Congress leaders have revived a familiar trope once again with party president Mallikarjun Kharge’s shrill call to ban the Rashtriya Swayamsevak Sangh (RSS). Few institutions in India provoke as much loathing among their critics or as much loyalty among their adherents as the RSS. Born in 1925, the RSS has survived bans, vilification and decades of political hostility.


Yet, each attempt to outlaw it - by colonial authorities, by Nehru’s Congress government after Gandhi’s assassination, and by Indira Gandhi during the Emergency has only strengthened its reach.


Now, as Kharge and other Congress leaders raise the familiar cry, the Sangh’s response has been tellingly mild. In fact, the organisation’s quiet endurance and restraint speak volumes about its discipline.


At the end of a three-day meeting in Nagpur, RSS general secretary Dattatreya Hosabale responded to Kharge’s call not with outrage but with perspective. He recalled that efforts to ban the organisation had failed repeatedly in the past, discredited both by public opinion and the courts. Rather than indulging in political one-upmanship, Hosabale’s remarks underscored a quiet confidence born of history.


That such composure comes from an organisation often caricatured as domineering is telling. The Sangh’s critics routinely accuse it of ideological rigidity; yet when faced with provocation, it responds with stoicism rather than shrillness. The contrast with the Congress’s rhetoric could not be sharper. Kharge’s statement, echoed by others within the party in the past, betrays a reflexive impulse for censorship.


Several Opposition leaders including Congress leader Priyanka Gandhi Vadra, have derided the RSS as a purveyor of communalism. In Maharashtra, Prakash Ambedkar’s Vanchit Bahujan Aghadi (VBA) has made a habit of organising marches against the Sangh, most recently in Sambhajinagar. Yet, despite frequent vilification and occasional hostility on the ground, the RSS rarely responds in kind.
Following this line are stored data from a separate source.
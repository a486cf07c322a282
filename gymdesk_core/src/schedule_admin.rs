//! Schedule maintenance: session create/edit/delete by trainers and
//! admins, the per-session roster, and the trainer-driven attendance
//! update (the only path that marks a booking `Absent`).

use crate::error::{Error, Result};
use crate::store::GymStore;
use crate::types::{Booking, BookingStatus, CurrentUser, NewSession, Role, Session, User};

/// May this user edit or delete this session? Admins always; trainers
/// only their own sessions.
pub fn can_edit_session(user: Option<&CurrentUser>, session: &Session) -> bool {
    match user {
        Some(u) if u.role == Role::Admin => true,
        Some(u) if u.role == Role::Trainer => session.trainer_id == u.id,
        _ => false,
    }
}

fn require_schedule_access(user: Option<&CurrentUser>) -> Result<&CurrentUser> {
    let user = user.ok_or(Error::PermissionDenied("sign in to manage the schedule"))?;
    match user.role {
        Role::Trainer | Role::Admin => Ok(user),
        Role::Client => Err(Error::PermissionDenied(
            "schedule maintenance is for trainers and admins",
        )),
    }
}

/// Create a session. Trainers may only create sessions assigned to
/// themselves; admins may assign any trainer.
pub async fn create_session(
    store: &impl GymStore,
    user: Option<&CurrentUser>,
    new: NewSession,
) -> Result<Session> {
    let user = require_schedule_access(user)?;
    if user.role == Role::Trainer && new.trainer_id != user.id {
        return Err(Error::PermissionDenied(
            "trainers may only schedule their own sessions",
        ));
    }

    store.create_session(&new).await.ok_or_else(|| {
        Error::StoreUnavailable("session write was not accepted by the store".into())
    })
}

/// Update a session; the capability check runs against the stored row,
/// not the incoming payload.
pub async fn update_session(
    store: &impl GymStore,
    user: Option<&CurrentUser>,
    session_id: u64,
    new: NewSession,
) -> Result<Session> {
    let user = require_schedule_access(user)?;
    let existing = store
        .session(session_id)
        .await
        .ok_or(Error::NotFound("session"))?;
    if !can_edit_session(Some(user), &existing) {
        return Err(Error::PermissionDenied("not your session"));
    }

    store
        .update_session(session_id, &new)
        .await
        .ok_or_else(|| {
            Error::StoreUnavailable("session update was not accepted by the store".into())
        })
}

pub async fn delete_session(
    store: &impl GymStore,
    user: Option<&CurrentUser>,
    session_id: u64,
) -> Result<()> {
    let user = require_schedule_access(user)?;
    let existing = store
        .session(session_id)
        .await
        .ok_or(Error::NotFound("session"))?;
    if !can_edit_session(Some(user), &existing) {
        return Err(Error::PermissionDenied("not your session"));
    }

    if store.delete_session(session_id).await {
        Ok(())
    } else {
        Err(Error::StoreUnavailable(
            "session delete was not accepted by the store".into(),
        ))
    }
}

/// The session's bookings joined to their client users, for the
/// trainer's roster view. Unknown clients come back as `None`.
pub async fn roster(
    store: &impl GymStore,
    session_id: u64,
) -> Vec<(Booking, Option<User>)> {
    let bookings = store.bookings_by_session(session_id).await;
    let mut out = Vec::with_capacity(bookings.len());
    for booking in bookings {
        let client = store.user(booking.client_id).await;
        out.push((booking, client));
    }
    out
}

/// Trainer-driven attendance update: flips a booking between `Confirmed`
/// and `Absent`. Has no effect on the subscription ledger.
pub async fn mark_attendance(
    store: &impl GymStore,
    user: Option<&CurrentUser>,
    booking_id: u64,
    present: bool,
) -> Result<Booking> {
    let user = require_schedule_access(user)?;

    let booking = store
        .booking(booking_id)
        .await
        .ok_or(Error::NotFound("booking"))?;
    let session = store
        .session(booking.session_id)
        .await
        .ok_or(Error::NotFound("session"))?;
    if !can_edit_session(Some(user), &session) {
        return Err(Error::PermissionDenied("not your session"));
    }

    let status = if present {
        BookingStatus::Confirmed
    } else {
        BookingStatus::Absent
    };
    store
        .update_booking_status(booking_id, status)
        .await
        .ok_or_else(|| {
            Error::StoreUnavailable("attendance update was not accepted by the store".into())
        })
}

#[cfg(test)]
mod tests {
    use super::*;
    use crate::store::MemoryStore;
    use crate::types::{Level, NewBooking, SessionStatus};
    use chrono::{TimeZone, Utc};

    fn admin() -> CurrentUser {
        CurrentUser {
            id: 1,
            name: "Admin".into(),
            role: Role::Admin,
        }
    }

    fn trainer(id: u64) -> CurrentUser {
        CurrentUser {
            id,
            name: format!("trainer-{id}"),
            role: Role::Trainer,
        }
    }

    fn client(id: u64) -> CurrentUser {
        CurrentUser {
            id,
            name: format!("client-{id}"),
            role: Role::Client,
        }
    }

    fn new_session(trainer_id: u64) -> NewSession {
        NewSession {
            title: "Boxing".into(),
            starts_at: Utc.with_ymd_and_hms(2026, 8, 12, 18, 0, 0).unwrap(),
            duration_minutes: 90,
            level: Level::Advanced,
            capacity: 8,
            trainer_id,
            status: SessionStatus::Open,
        }
    }

    #[tokio::test]
    async fn test_clients_cannot_manage_schedule() {
        let store = MemoryStore::new();
        let result = create_session(&store, Some(&client(5)), new_session(5)).await;
        assert!(matches!(result, Err(Error::PermissionDenied(_))));
    }

    #[tokio::test]
    async fn test_trainer_creates_only_own_sessions() {
        let store = MemoryStore::new();

        let foreign = create_session(&store, Some(&trainer(2)), new_session(3)).await;
        assert!(matches!(foreign, Err(Error::PermissionDenied(_))));

        let own = create_session(&store, Some(&trainer(2)), new_session(2)).await;
        assert!(own.is_ok());

        // admins may assign anyone
        let assigned = create_session(&store, Some(&admin()), new_session(3)).await;
        assert!(assigned.is_ok());
    }

    #[tokio::test]
    async fn test_update_checks_stored_owner() {
        let store = MemoryStore::new();
        let session = create_session(&store, Some(&trainer(2)), new_session(2))
            .await
            .unwrap();

        let mut edit = new_session(2);
        edit.capacity = 12;

        let other = update_session(&store, Some(&trainer(3)), session.id, edit.clone()).await;
        assert!(matches!(other, Err(Error::PermissionDenied(_))));

        let owner = update_session(&store, Some(&trainer(2)), session.id, edit).await;
        assert_eq!(owner.unwrap().capacity, 12);
    }

    #[tokio::test]
    async fn test_delete_unknown_session() {
        let store = MemoryStore::new();
        let result = delete_session(&store, Some(&admin()), 42).await;
        assert!(matches!(result, Err(Error::NotFound(_))));
    }

    #[tokio::test]
    async fn test_mark_attendance_sets_absent_without_ledger_effect() {
        let store = MemoryStore::new();
        let session = create_session(&store, Some(&trainer(2)), new_session(2))
            .await
            .unwrap();
        let booking = store
            .create_booking(&NewBooking {
                client_id: 9,
                session_id: session.id,
                subscription_id: None,
                status: BookingStatus::Confirmed,
                booked_at: Utc.with_ymd_and_hms(2026, 8, 7, 12, 0, 0).unwrap(),
            })
            .await
            .unwrap();

        let updated = mark_attendance(&store, Some(&trainer(2)), booking.id, false)
            .await
            .unwrap();
        assert_eq!(updated.status, BookingStatus::Absent);

        let back = mark_attendance(&store, Some(&trainer(2)), booking.id, true)
            .await
            .unwrap();
        assert_eq!(back.status, BookingStatus::Confirmed);
    }

    #[tokio::test]
    async fn test_mark_attendance_foreign_session_denied() {
        let store = MemoryStore::new();
        let session = create_session(&store, Some(&trainer(2)), new_session(2))
            .await
            .unwrap();
        let booking = store
            .create_booking(&NewBooking {
                client_id: 9,
                session_id: session.id,
                subscription_id: None,
                status: BookingStatus::Confirmed,
                booked_at: Utc.with_ymd_and_hms(2026, 8, 7, 12, 0, 0).unwrap(),
            })
            .await
            .unwrap();

        let result = mark_attendance(&store, Some(&trainer(3)), booking.id, false).await;
        assert!(matches!(result, Err(Error::PermissionDenied(_))));
    }

    #[tokio::test]
    async fn test_roster_joins_clients() {
        let store = MemoryStore::new();
        store.seed_user(
            User {
                id: 9,
                login: "kate".into(),
                name: "Kate".into(),
                role: Role::Client,
                email: None,
                phone: None,
            },
            "pw",
        );
        let session = create_session(&store, Some(&trainer(2)), new_session(2))
            .await
            .unwrap();
        let _ = store
            .create_booking(&NewBooking {
                client_id: 9,
                session_id: session.id,
                subscription_id: None,
                status: BookingStatus::Confirmed,
                booked_at: Utc.with_ymd_and_hms(2026, 8, 7, 12, 0, 0).unwrap(),
            })
            .await;

        let roster = roster(&store, session.id).await;
        assert_eq!(roster.len(), 1);
        assert_eq!(roster[0].1.as_ref().unwrap().name, "Kate");
    }
}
It neither floods the streets with counter-protests nor seeks to muzzle dissent.


Unlike most political movements, the RSS does not measure its influence in television airtime or electoral arithmetic. Its strength lies in its dense social network. By keeping its composure, it allows its critics to expend their fury while it continues to expand quietly.


To the RSS’ detractors, this calmness is unsettling. The Sangh’s leadership refrains from personal invective, couching its language instead in appeals to unity, culture and national self-reliance.


Any renewed attempt to ban the RSS would be not only constitutionally dubious but politically self-defeating. Every previous proscription - from 1948 to 1975 - ended up strengthening the organisation’s legitimacy and deepening its roots. Kharge and his allies would do well to remember that pattern.


The RSS’s enduring appeal lies less in ideology than in discipline and in its ability to command loyalty without coercion. That same discipline also tempers its power. It could, if it wished, mobilise thousands in retaliation to those who vilify it, but it chooses restraint. In an age of performative outrage, that self-control is both its shield and its strength.